We have set up an assay to study the interactions of live pathogens with their hosts by using
protein and
glycosaminoglycan arrays probed by surface plasmon resonance imaging. We have used this assay to characterize the interactions of Leishmania promastigotes with ~70 mammalian host biomolecules (extracellular
proteins,
glycosaminoglycans,
growth factors,
cell surface receptors). We have identified, in total, 27 new partners (23
proteins, 4
glycosaminoglycans) of procyclic promastigotes of six Leishmania species and 18 partners (15
proteins, 3
glycosaminoglycans) of three species of stationary-phase promastigotes for all the strains tested.
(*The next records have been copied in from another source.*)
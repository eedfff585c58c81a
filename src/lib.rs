//! # mis-client
//!
//! Client for the Infoclinica MIS XML integration API.
//!
//! Requests are XML documents with an `MSH` message header, posted over
//! HTTPS with a client certificate. Responses carry an `MSA` acknowledgment
//! and a stored-procedure result code and comment, followed by the
//! operation's payload.
//!
//! ## Architecture
//!
//! - [`domain`] - message, patient, change-event and outcome types; errors
//! - [`adapters`] - envelope builder, mutual-TLS transport, response
//!   parsing and the operation client
//! - [`config`] - TOML configuration with environment overrides
//! - [`logging`] - structured logging
//! - [`cli`] - command-line interface
//!
//! ## Quick Start
//!
//! ```rust,no_run
//! use mis_client::adapters::mis::MisClient;
//! use mis_client::config::load_config;
//! use mis_client::domain::PatientRecord;
//!
//! #[tokio::main]
//! async fn main() -> Result<(), Box<dyn std::error::Error>> {
//!     let config = load_config("mis.toml")?;
//!     let client = MisClient::new(config.mis)?;
//!
//!     let batch = client.retrieve_change_batch(Some(42)).await?;
//!     for change in &batch.payload {
//!         println!("{:?} {:?}", change.change_id(), change.patient_code());
//!     }
//!
//!     let patient = PatientRecord::new("Ivanov", "Ivan", "19850315").with_gender("1");
//!     let registration = client.register_patient(&patient).await?;
//!     if registration.is_success() {
//!         println!("Registered as {}", registration.assigned_identifier());
//!     } else {
//!         println!("Not registered: {}", registration.status());
//!     }
//!     Ok(())
//! }
//! ```
//!
//! ## Errors
//!
//! Transport and parse failures are returned as [`domain::MisError`]. A
//! response in which the MIS rejects the message or the operation fails is
//! not an error: it comes back as a result whose
//! [`status`](domain::OperationResult::status) says what went wrong.

pub mod adapters;
pub mod cli;
pub mod config;
pub mod domain;
pub mod logging;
The diversity of the interaction repertoires of Leishmania parasites reflects their dynamic and complex interplay with their mammalian hosts, which depends mostly on the species and strains of Leishmania. Stationary-phase Leishmania parasites target
extracellular matrix proteins and
glycosaminoglycans, which are highly connected in the extracellular interaction network.
Heparin and
heparan sulfate bind to most Leishmania strains tested, and 6-O-sulfate groups play a crucial role in these interactions. Numerous Leishmania strains bind to
tropoelastin, and some strains are even able to degrade it. Several strains interact with
collagen VI, which is expressed by macrophages. Most Leishmania promastigotes interact with several regulators of angiogenesis, including antiangiogenic factors (
endostatin,
anastellin) and proangiogenic factors (ECM-1,
VEGF, and TEM8 [also known as
anthrax toxin receptor 1]), which are regulated by
hypoxia. Since
hypoxia modulates the
infection of macrophages by the parasites, these interactions might influence the
infection of host cells by Leishmania.